For this article, I’m glad that Todd decided to give the article his own read without consulting me. I got a sense of why this research was important to our public discourse. Jo Waters and I had our angle, of course, and that was that our public discourse should not simply assume that children growing up in transnational social fields necessarily desire to live transnational lifestyles. But with Todd bringing it to the public sphere, I’ve been impressed by how important it is that this message gets out, especially in our public conversations about migration and citizenship. I write with gratefulness for Todd’s journalistic craft (and for Bailey’s, for that matter). They are teaching me so much about their trade and how we can work together between our different guilds, and I am grateful for their patience and for their collegiality.
UPDATE: After writing this post, I had the opportunity to read some of the comments about our research. I’m thankful for the many people who resonated, and I’m also grateful for those who posted critical comments that might help us refine our future endeavours. Two comments stick out for me, and I’d like to address them here. First, there is the observation that we ‘forgot’ to interview migrants from the People’s Republic of China (PRC), as the ‘astronaut’ phenomenon encompasses more than Hongkongers and there are Hongkongers who work in major cities on the mainland. Second, some noted that this research describes a long phenomenon that can be observed since 1990 (and perhaps before).
Allow me to respond to both, as both can serve as a teaching moment for what we do in academia.
Both Jo Waters and I focused on Hongkongers in our respective projects. This was a practical consideration, as we wanted to limit ourselves to one segment of the Chinese diaspora, and as Weiqiang Lin notes, there are many other Chinese cosmopolitanisms to explore (such as, for Lin, Singapore’s ‘global schoolhouse’). Moreover, we have colleagues who do work on PRC migrants to Vancouver, such as Elaine Ho and Sin Yih Teo. Our study is thus not a comprehensive one that looks at every facet of Chinese transnationalism; instead, academics work with literatures–whole bodies of work–and our contribution is partly to the literature on Chinese transnationalism (as well as literatures on unconventional youth transitions to adulthood, emotional geographies, and cross-border movements more generally). In addition, studying Hongkongers allows for interesting comparative work with the PRC migrants, as well as the ability to unpack how Hongkongers perceive PRC migrants, a theme that was very much part of my master’s work (see this article also) and that has made it obliquely into my PhD work.

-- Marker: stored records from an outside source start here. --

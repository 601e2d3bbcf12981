// Integration tests driving the vcc binary end to end.
//
// These tests verify the command-line surface: emit targets, exit codes,
// diagnostic routing to stderr, cost model overrides, and determinism of
// the rendered reports.

use std::path::{Path, PathBuf};
use std::process::Command;

fn vcc_binary() -> PathBuf {
    PathBuf::from(env!("CARGO_BIN_EXE_vcc"))
}

fn project_root() -> PathBuf {
    Path::new(env!("CARGO_MANIFEST_DIR"))
        .parent()
        .unwrap()
        .to_path_buf()
}

fn counter_demo() -> PathBuf {
    project_root().join("demos").join("counter.vio")
}

/// Runs vcc and asserts success, returning stdout.
fn run_vcc(args: &[&str]) -> String {
    let output = Command::new(vcc_binary())
        .args(args)
        .output()
        .expect("failed to run vcc");
    assert!(
        output.status.success(),
        "vcc failed with args {:?}\nstderr: {}",
        args,
        String::from_utf8_lossy(&output.stderr)
    );
    String::from_utf8(output.stdout).expect("non-UTF8 output")
}

/// Runs vcc without asserting on the outcome, for the failure-path tests.
fn run_vcc_raw(args: &[&str]) -> std::process::Output {
    Command::new(vcc_binary())
        .args(args)
        .output()
        .expect("failed to run vcc")
}

fn write_temp_source(name: &str, source: &str) -> PathBuf {
    let path = std::env::temp_dir().join(name);
    std::fs::write(&path, source).expect("failed to write temp source");
    path
}

const TWO_PROCESS: &str = "\
signal clk: bit;
signal a: bit<64>;
signal b: bit<64>;
signal y: bit<64>;
signal c: bit;
signal d: bit;

process heavy on posedge(clk) {
    y = a / b;
}

process light on posedge(clk) {
    c = d;
}
";

// ── Happy path ──────────────────────────────────────────────────────────────

/// The default emit target is the text report.
#[test]
fn default_emit_is_the_text_report() {
    let src = counter_demo();
    let stdout = run_vcc(&[src.to_str().unwrap()]);

    assert!(
        stdout.contains("cost report: 1 process(es), 2 lane(s)"),
        "report header missing:\n{}",
        stdout
    );
    assert!(
        stdout.contains("total cost: 40"),
        "counter design should total 40:\n{}",
        stdout
    );
    assert!(
        stdout.contains("process tick (cost 40):"),
        "per-process section missing:\n{}",
        stdout
    );
}

/// The same source produces byte-identical reports across runs.
#[test]
fn report_is_deterministic_across_runs() {
    let src = counter_demo();
    let src = src.to_str().unwrap();

    let first = run_vcc(&[src]);
    let second = run_vcc(&[src]);

    assert_eq!(
        first, second,
        "report output should be byte-identical across runs"
    );
}

/// `--emit json` produces valid JSON carrying provenance fields.
#[test]
fn json_report_carries_provenance() {
    let src = counter_demo();
    let stdout = run_vcc(&[src.to_str().unwrap(), "--emit", "json"]);

    let json: serde_json::Value = serde_json::from_str(&stdout).expect("invalid JSON output");
    assert_eq!(json["compiler_version"], env!("CARGO_PKG_VERSION"));
    assert_eq!(json["total_cost"], 40);
    assert_eq!(json["processes"][0]["name"], "tick");

    let hash = json["source_hash"].as_str().expect("source_hash missing");
    assert_eq!(hash.len(), 64, "sha256 hex digest should be 64 chars");
    assert!(
        hash.chars().all(|c| c.is_ascii_hexdigit()),
        "source_hash should be hex: {}",
        hash
    );
}

/// Different source files produce different source hashes.
#[test]
fn different_sources_get_different_hashes() {
    let first = write_temp_source(
        "vcc_itest_hash_a.vio",
        "signal clk: bit;\nsignal a: bit;\nprocess p on posedge(clk) {\n    a = 1;\n}\n",
    );
    let second = write_temp_source(
        "vcc_itest_hash_b.vio",
        "signal clk: bit;\nsignal a: bit;\nprocess p on posedge(clk) {\n    a = 0;\n}\n",
    );

    let first_json = run_vcc(&[first.to_str().unwrap(), "--emit", "json"]);
    let second_json = run_vcc(&[second.to_str().unwrap(), "--emit", "json"]);

    let _ = std::fs::remove_file(&first);
    let _ = std::fs::remove_file(&second);

    let first_json: serde_json::Value = serde_json::from_str(&first_json).unwrap();
    let second_json: serde_json::Value = serde_json::from_str(&second_json).unwrap();

    assert_ne!(
        first_json["source_hash"], second_json["source_hash"],
        "different source files should have different source_hash"
    );
}

/// `--lanes` controls the width of the emitted plan.
#[test]
fn lanes_flag_controls_plan_width() {
    let src = counter_demo();
    let stdout = run_vcc(&[src.to_str().unwrap(), "--emit", "json", "--lanes", "4"]);

    let json: serde_json::Value = serde_json::from_str(&stdout).unwrap();
    let lanes = json["plan"]["lanes"].as_array().expect("plan.lanes missing");
    assert_eq!(lanes.len(), 4, "plan should carry one entry per lane");
}

/// `--emit plan` prints the lane assignment.
#[test]
fn plan_emit_prints_lane_assignments() {
    let src = counter_demo();
    let stdout = run_vcc(&[src.to_str().unwrap(), "--emit", "plan"]);

    assert!(
        stdout.starts_with("PartitionPlan (2 units over 2 lanes)"),
        "plan header missing:\n{}",
        stdout
    );
    assert!(
        stdout.contains("tick#0: cost 40"),
        "heavy unit missing from plan:\n{}",
        stdout
    );
}

/// `--emit cost-tree` prints one annotated tree per process.
#[test]
fn cost_tree_emit_renders_processes() {
    let src = counter_demo();
    let stdout = run_vcc(&[src.to_str().unwrap(), "--emit", "cost-tree"]);

    assert!(
        stdout.contains("process tick:"),
        "tree header missing:\n{}",
        stdout
    );
    assert!(
        stdout.contains("trigger tick"),
        "trigger line missing:\n{}",
        stdout
    );
}

/// `--process` restricts the cost tree dump to one process.
#[test]
fn process_filter_restricts_the_tree_dump() {
    let src = write_temp_source("vcc_itest_filter.vio", TWO_PROCESS);
    let stdout = run_vcc(&[
        src.to_str().unwrap(),
        "--emit",
        "cost-tree",
        "--process",
        "light",
    ]);
    let _ = std::fs::remove_file(&src);

    assert!(
        stdout.contains("process light:"),
        "selected process missing:\n{}",
        stdout
    );
    assert!(
        !stdout.contains("process heavy:"),
        "filtered process should not appear:\n{}",
        stdout
    );
}

/// A cost model override changes the reported totals.
#[test]
fn cost_model_override_scales_the_report() {
    let model = write_temp_source("vcc_itest_model.json", "{\"call\": 50}\n");
    let src = counter_demo();

    let stdout = run_vcc(&[
        src.to_str().unwrap(),
        "--emit",
        "json",
        "--cost-model",
        model.to_str().unwrap(),
    ]);
    let _ = std::fs::remove_file(&model);

    let json: serde_json::Value = serde_json::from_str(&stdout).unwrap();
    // Default call weight 14 gives a total of 40; raising it to 50 adds
    // 36 to the one call site in the design.
    assert_eq!(json["total_cost"], 76);
}

/// `--output` writes the report to a file and prints nothing.
#[test]
fn output_flag_writes_report_to_file() {
    let out = std::env::temp_dir().join("vcc_itest_report.txt");
    let src = counter_demo();

    let stdout = run_vcc(&[src.to_str().unwrap(), "--output", out.to_str().unwrap()]);
    assert!(stdout.is_empty(), "stdout should be empty with --output");

    let written = std::fs::read_to_string(&out).expect("output file missing");
    let _ = std::fs::remove_file(&out);
    assert!(
        written.starts_with("cost report:"),
        "file should hold the text report:\n{}",
        written
    );
}

/// Every shipped demo design compiles to a report with no diagnostics.
#[test]
fn all_demos_produce_reports() {
    let demos = std::fs::read_dir(project_root().join("demos")).expect("demos dir");
    let mut seen = 0;
    for entry in demos {
        let path = entry.expect("demos dir entry").path();
        if path.extension().map_or(false, |ext| ext == "vio") {
            seen += 1;
            let output = run_vcc_raw(&[path.to_str().unwrap()]);
            assert!(
                output.status.success(),
                "demo {} failed:\nstderr: {}",
                path.display(),
                String::from_utf8_lossy(&output.stderr)
            );
            assert!(
                output.stderr.is_empty(),
                "demo {} should compile without diagnostics:\n{}",
                path.display(),
                String::from_utf8_lossy(&output.stderr)
            );
        }
    }
    assert!(seen >= 3, "expected at least three demos, found {}", seen);
}

/// Warnings go to stderr and do not block report generation.
#[test]
fn warnings_do_not_block_the_report() {
    let src = write_temp_source(
        "vcc_itest_warn.vio",
        "signal clk: bit;\nsignal a: bit<4>;\nprocess p on posedge(clk) {\n    a = 255;\n}\n",
    );
    let output = run_vcc_raw(&[src.to_str().unwrap()]);
    let _ = std::fs::remove_file(&src);

    assert!(
        output.status.success(),
        "warnings alone should not fail the run"
    );
    let stderr = String::from_utf8_lossy(&output.stderr);
    assert!(
        stderr.contains("warning[W0301]"),
        "truncation warning missing:\n{}",
        stderr
    );
    let stdout = String::from_utf8_lossy(&output.stdout);
    assert!(
        stdout.contains("cost report:"),
        "report should still be produced:\n{}",
        stdout
    );
}

// ── Failure paths ───────────────────────────────────────────────────────────

/// Syntax errors exit 1 and report on stderr.
#[test]
fn parse_errors_exit_nonzero() {
    let src = write_temp_source("vcc_itest_parse_err.vio", "signal clk bit;\n");
    let output = run_vcc_raw(&[src.to_str().unwrap()]);
    let _ = std::fs::remove_file(&src);

    assert_eq!(output.status.code(), Some(1));
    let stderr = String::from_utf8_lossy(&output.stderr);
    assert!(
        stderr.contains("vcc: parse error"),
        "parse diagnostics missing:\n{}",
        stderr
    );
}

/// Lowering errors stop the pipeline before any report is produced.
#[test]
fn lowering_errors_stop_the_pipeline() {
    let src = write_temp_source(
        "vcc_itest_lower_err.vio",
        "signal clk: bit;\nprocess p on posedge(clk) {\n    x = 1;\n}\n",
    );
    let output = run_vcc_raw(&[src.to_str().unwrap()]);
    let _ = std::fs::remove_file(&src);

    assert_eq!(output.status.code(), Some(1));
    let stderr = String::from_utf8_lossy(&output.stderr);
    assert!(
        stderr.contains("error[E0201]"),
        "undeclared-signal diagnostic missing:\n{}",
        stderr
    );
    assert!(
        output.stdout.is_empty(),
        "no report should be emitted on error"
    );
}

/// A missing cost model file is a usage error, not a diagnostic.
#[test]
fn missing_cost_model_is_a_usage_error() {
    let missing = std::env::temp_dir().join("vcc_itest_no_such_model.json");
    let src = counter_demo();
    let output = run_vcc_raw(&[
        src.to_str().unwrap(),
        "--cost-model",
        missing.to_str().unwrap(),
    ]);

    assert_eq!(output.status.code(), Some(2));
    let stderr = String::from_utf8_lossy(&output.stderr);
    assert!(
        stderr.contains("vcc: error:"),
        "usage error missing:\n{}",
        stderr
    );
}

/// Filtering on a process that does not exist is a usage error.
#[test]
fn unknown_process_is_a_usage_error() {
    let src = counter_demo();
    let output = run_vcc_raw(&[src.to_str().unwrap(), "--process", "nosuch"]);

    assert_eq!(output.status.code(), Some(2));
    let stderr = String::from_utf8_lossy(&output.stderr);
    assert!(
        stderr.contains("no process named `nosuch`"),
        "process lookup error missing:\n{}",
        stderr
    );
}
// ── Main parser builder ──
//
// All grammar rules are built inside `design_parser` so that the `source`
// reference is captured once and shared by all combinators. This avoids
// complex lifetime annotations on per-rule helper functions.

fn design_parser<'tokens, 'src: 'tokens, I>(
    source: &'src str,
) -> impl Parser<'tokens, I, Design, extra::Err<Rich<'tokens, Token, SimpleSpan>>> + 'src
where
    'tokens: 'src,
    I: ValueInput<'tokens, Token = Token, Span = SimpleSpan>,
{
    // ── Identifier ──

    let ident = just(Token::Ident).map_with(move |_, e| {
        let span: SimpleSpan = e.span();
        Ident {
            name: source[span.start()..span.end()].to_string(),
            span,
        }
    });

    // ── Integer literals ──

    // Any integer literal, as an expression atom.
    let int_atom = select! {
        Token::Number(n) => ExprKind::Number(n),
        Token::HexNumber(n) => ExprKind::Number(n),
    }
    .map_with(|kind, e| Expr {
        kind,
        span: e.span(),
    });

    // A positive literal that fits a width or depth position.
    let dim_int = select! {
        Token::Number(n) if n >= 1 && n <= u32::MAX as u64 => n as u32,
        Token::HexNumber(n) if n >= 1 && n <= u32::MAX as u64 => n as u32,
    };

    // A literal part-select bound. Zero is allowed (`x[7:0]`).
    let bound_int = select! {
        Token::Number(n) if n <= u32::MAX as u64 => n as u32,
        Token::HexNumber(n) if n <= u32::MAX as u64 => n as u32,
    };

    // ── type: 'bit' ('<' INT '>')? ('[' INT ']')? ──

    let typ = just(Token::Bit)
        .ignore_then(
            dim_int
                .delimited_by(just(Token::Lt), just(Token::Gt))
                .or_not(),
        )
        .then(
            dim_int
                .delimited_by(just(Token::LBracket), just(Token::RBracket))
                .or_not(),
        )
        .map_with(|(width, depth), e| TypeSpec {
            width: width.unwrap_or(1),
            depth,
            span: e.span(),
        });

    // ── sense: ('posedge'|'negedge'|'update') '(' IDENT ')' ──

    let edge = choice((
        just(Token::Posedge).to(EdgeKind::Pos),
        just(Token::Negedge).to(EdgeKind::Neg),
        just(Token::Update).to(EdgeKind::Update),
    ));

    let sense = edge
        .then(
            ident
                .clone()
                .delimited_by(just(Token::LParen), just(Token::RParen)),
        )
        .map_with(|(edge, signal), e| SenseSpec {
            edge,
            signal,
            span: e.span(),
        });

    // ── Expressions ──
    //
    // Declared up front so the select parsers can be shared between the
    // expression grammar and the assignment lvalue grammar.

    let mut expr = Recursive::declare();

    let concat = expr
        .clone()
        .separated_by(just(Token::Comma))
        .at_least(2)
        .collect::<Vec<_>>()
        .delimited_by(just(Token::LBrace), just(Token::RBrace))
        .map_with(|parts, e| Expr {
            kind: ExprKind::Concat(parts),
            span: e.span(),
        });

    let primary = choice((
        int_atom,
        ident.clone().map_with(|id, e| Expr {
            kind: ExprKind::Ref(id),
            span: e.span(),
        }),
        expr.clone()
            .delimited_by(just(Token::LParen), just(Token::RParen)),
        concat,
    ));

    // Postfix selects. The constant-bound form must come first so `x[7:0]`
    // is not half-parsed as an element index.
    let range_sel = bound_int
        .then_ignore(just(Token::Colon))
        .then(bound_int)
        .delimited_by(just(Token::LBracket), just(Token::RBracket))
        .map(|(msb, lsb)| Select::Range { msb, lsb });

    let slice_sel = expr
        .clone()
        .then_ignore(just(Token::PlusColon))
        .then(expr.clone())
        .delimited_by(just(Token::LBracket), just(Token::RBracket))
        .map(|(offset, width)| Select::Slice { offset, width });

    let index_sel = expr
        .clone()
        .delimited_by(just(Token::LBracket), just(Token::RBracket))
        .map(Select::Index);

    let select_op = choice((range_sel, slice_sel, index_sel));

    let postfixed = primary.foldl_with(select_op.clone().repeated(), |base, sel, e| {
        apply_select(base, sel, e.span())
    });

    let unary_op = choice((
        just(Token::Tilde).to(UnaryOp::Not),
        just(Token::Bang).to(UnaryOp::LogNot),
        just(Token::Minus).to(UnaryOp::Neg),
    ));

    let unary = unary_op
        .repeated()
        .foldr_with(postfixed, |op, operand, e| Expr {
            kind: ExprKind::Unary(op, Box::new(operand)),
            span: e.span(),
        });

    // Binary precedence ladder, loosest at the bottom.
    let product = unary.clone().foldl_with(
        choice((
            just(Token::Star).to(BinaryOp::Mul),
            just(Token::Slash).to(BinaryOp::Div),
            just(Token::Percent).to(BinaryOp::Mod),
        ))
        .then(unary)
        .repeated(),
        |lhs, (op, rhs), e| Expr {
            kind: ExprKind::Binary(op, Box::new(lhs), Box::new(rhs)),
            span: e.span(),
        },
    );

    let sum = product.clone().foldl_with(
        choice((
            just(Token::Plus).to(BinaryOp::Add),
            just(Token::Minus).to(BinaryOp::Sub),
        ))
        .then(product)
        .repeated(),
        |lhs, (op, rhs), e| Expr {
            kind: ExprKind::Binary(op, Box::new(lhs), Box::new(rhs)),
            span: e.span(),
        },
    );

    let shift = sum.clone().foldl_with(
        choice((
            just(Token::Shl).to(BinaryOp::Shl),
            just(Token::Shr).to(BinaryOp::Shr),
        ))
        .then(sum)
        .repeated(),
        |lhs, (op, rhs), e| Expr {
            kind: ExprKind::Binary(op, Box::new(lhs), Box::new(rhs)),
            span: e.span(),
        },
    );

    let compare = shift.clone().foldl_with(
        choice((
            just(Token::Le).to(BinaryOp::Le),
            just(Token::Ge).to(BinaryOp::Ge),
            just(Token::Lt).to(BinaryOp::Lt),
            just(Token::Gt).to(BinaryOp::Gt),
        ))
        .then(shift)
        .repeated(),
        |lhs, (op, rhs), e| Expr {
            kind: ExprKind::Binary(op, Box::new(lhs), Box::new(rhs)),
            span: e.span(),
        },
    );

    let equality = compare.clone().foldl_with(
        choice((
            just(Token::EqEq).to(BinaryOp::Eq),
            just(Token::Ne).to(BinaryOp::Ne),
        ))
        .then(compare)
        .repeated(),
        |lhs, (op, rhs), e| Expr {
            kind: ExprKind::Binary(op, Box::new(lhs), Box::new(rhs)),
            span: e.span(),
        },
    );

    let bit_and = equality.clone().foldl_with(
        just(Token::Amp).to(BinaryOp::And).then(equality).repeated(),
        |lhs, (op, rhs), e| Expr {
            kind: ExprKind::Binary(op, Box::new(lhs), Box::new(rhs)),
            span: e.span(),
        },
    );

    let bit_xor = bit_and.clone().foldl_with(
        just(Token::Caret).to(BinaryOp::Xor).then(bit_and).repeated(),
        |lhs, (op, rhs), e| Expr {
            kind: ExprKind::Binary(op, Box::new(lhs), Box::new(rhs)),
            span: e.span(),
        },
    );

    let bit_or = bit_xor.clone().foldl_with(
        just(Token::Pipe).to(BinaryOp::Or).then(bit_xor).repeated(),
        |lhs, (op, rhs), e| Expr {
            kind: ExprKind::Binary(op, Box::new(lhs), Box::new(rhs)),
            span: e.span(),
        },
    );

    let log_and = bit_or.clone().foldl_with(
        just(Token::AmpAmp)
            .to(BinaryOp::LogAnd)
            .then(bit_or)
            .repeated(),
        |lhs, (op, rhs), e| Expr {
            kind: ExprKind::Binary(op, Box::new(lhs), Box::new(rhs)),
            span: e.span(),
        },
    );

    let log_or = log_and.clone().foldl_with(
        just(Token::PipePipe)
            .to(BinaryOp::LogOr)
            .then(log_and)
            .repeated(),
        |lhs, (op, rhs), e| Expr {
            kind: ExprKind::Binary(op, Box::new(lhs), Box::new(rhs)),
            span: e.span(),
        },
    );

    // Ternary. Right-associative: the else arm re-enters the full
    // expression grammar.
    let ternary = log_or
        .then(
            just(Token::Question)
                .ignore_then(expr.clone())
                .then_ignore(just(Token::Colon))
                .then(expr.clone())
                .or_not(),
        )
        .map_with(|(cond, arms), e| match arms {
            Some((then_expr, else_expr)) => Expr {
                kind: ExprKind::Cond {
                    cond: Box::new(cond),
                    then_expr: Box::new(then_expr),
                    else_expr: Box::new(else_expr),
                },
                span: e.span(),
            },
            None => cond,
        });

    expr.define(ternary);

    // ── Assignment lvalue: IDENT select* ──
    //
    // Deliberately narrower than the expression grammar. A full expression
    // on the left would swallow `q <= d` as a comparison before the
    // assignment operator is ever seen.

    let lvalue = ident
        .clone()
        .map_with(|id, e| Expr {
            kind: ExprKind::Ref(id),
            span: e.span(),
        })
        .foldl_with(select_op.repeated(), |base, sel, e| {
            apply_select(base, sel, e.span())
        });

    // ── Statements ──

    let stmt = recursive(|stmt| {
        let block = stmt
            .clone()
            .repeated()
            .collect::<Vec<_>>()
            .delimited_by(just(Token::LBrace), just(Token::RBrace));

        let hint = choice((
            just(Token::Likely).to(BranchHint::Likely),
            just(Token::Unlikely).to(BranchHint::Unlikely),
        ))
        .or_not()
        .map(|h| h.unwrap_or(BranchHint::None));

        let if_stmt = recursive(|if_stmt| {
            just(Token::If)
                .ignore_then(
                    expr.clone()
                        .delimited_by(just(Token::LParen), just(Token::RParen)),
                )
                .then(hint)
                .then(block.clone())
                .then(
                    just(Token::Else)
                        .ignore_then(choice((
                            if_stmt.map_with(|kind: StmtKind, e| {
                                vec![Stmt {
                                    kind,
                                    span: e.span(),
                                }]
                            }),
                            block.clone(),
                        )))
                        .or_not(),
                )
                .map(|(((cond, hint), then_body), else_body)| {
                    StmtKind::If(IfStmt {
                        cond,
                        hint,
                        then_body,
                        else_body: else_body.unwrap_or_default(),
                    })
                })
        });

        let await_stmt = just(Token::Await)
            .ignore_then(choice((
                sense.clone().map(WaitSpec::Edge),
                expr.clone().map(WaitSpec::Level),
            )))
            .then_ignore(just(Token::Semi))
            .map(|wait| StmtKind::Await(AwaitStmt { wait }));

        let fork_branch = block.clone().map_with(|stmts, e| ForkBranch {
            stmts,
            span: e.span(),
        });

        let fork_stmt = just(Token::Fork)
            .ignore_then(
                fork_branch
                    .repeated()
                    .at_least(1)
                    .collect::<Vec<_>>()
                    .delimited_by(just(Token::LBrace), just(Token::RBrace)),
            )
            .map(|branches| StmtKind::Fork(ForkStmt { branches }));

        let call_stmt = ident
            .clone()
            .then(
                expr.clone()
                    .separated_by(just(Token::Comma))
                    .collect::<Vec<_>>()
                    .delimited_by(just(Token::LParen), just(Token::RParen)),
            )
            .then_ignore(just(Token::Semi))
            .map(|(callee, args)| StmtKind::Call(CallStmt { callee, args }));

        let assign_op = choice((just(Token::Assign).to(false), just(Token::Le).to(true)));

        let assign_stmt = lvalue
            .clone()
            .then(assign_op)
            .then(expr.clone())
            .then_ignore(just(Token::Semi))
            .map(|((target, delayed), value)| {
                StmtKind::Assign(AssignStmt {
                    target,
                    value,
                    delayed,
                })
            });

        choice((
            block.clone().map(StmtKind::Block),
            if_stmt,
            await_stmt,
            fork_stmt,
            call_stmt,
            assign_stmt,
        ))
        .map_with(|kind, e| Stmt {
            kind,
            span: e.span(),
        })
    });

    let body = stmt
        .clone()
        .repeated()
        .collect::<Vec<_>>()
        .delimited_by(just(Token::LBrace), just(Token::RBrace));

    // ── Declarations ──

    let signal_decl = just(Token::Signal)
        .ignore_then(ident.clone())
        .then_ignore(just(Token::Colon))
        .then(typ.clone())
        .then_ignore(just(Token::Semi))
        .map(|(name, ty)| DeclKind::Signal(SignalDecl { name, ty }));

    let param = ident
        .clone()
        .then_ignore(just(Token::Colon))
        .then(typ.clone())
        .map(|(name, ty)| Param { name, ty });

    let func_decl = just(Token::Func)
        .ignore_then(ident.clone())
        .then(
            param
                .separated_by(just(Token::Comma))
                .collect::<Vec<_>>()
                .delimited_by(just(Token::LParen), just(Token::RParen)),
        )
        .then(body.clone())
        .map(|((name, params), body)| DeclKind::Func(FuncDecl { name, params, body }));

    let process_decl = just(Token::Process)
        .ignore_then(ident.clone())
        .then_ignore(just(Token::On))
        .then(
            sense
                .clone()
                .separated_by(just(Token::Comma))
                .at_least(1)
                .collect::<Vec<_>>(),
        )
        .then(body.clone())
        .map(|((name, senses), body)| DeclKind::Process(ProcessDecl { name, senses, body }));

    let decl = choice((signal_decl, func_decl, process_decl)).map_with(|kind, e| Decl {
        kind,
        span: e.span(),
    });

    decl.repeated()
        .collect::<Vec<_>>()
        .map_with(move |decls, e| Design {
            decls,
            span: e.span(),
        })
}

We are also aware of how dated the phenomenon that we are studying is. However, it’s partly because we’ve had such a long time to reflect, including the time elapsed between our two projects, that we’ve been able to make some of the claims we make. Again, this provides good comparative material for the new research emerging from our colleagues as well as a call to our fellow researchers to pay attention to the voices of young people in these transnational social fields.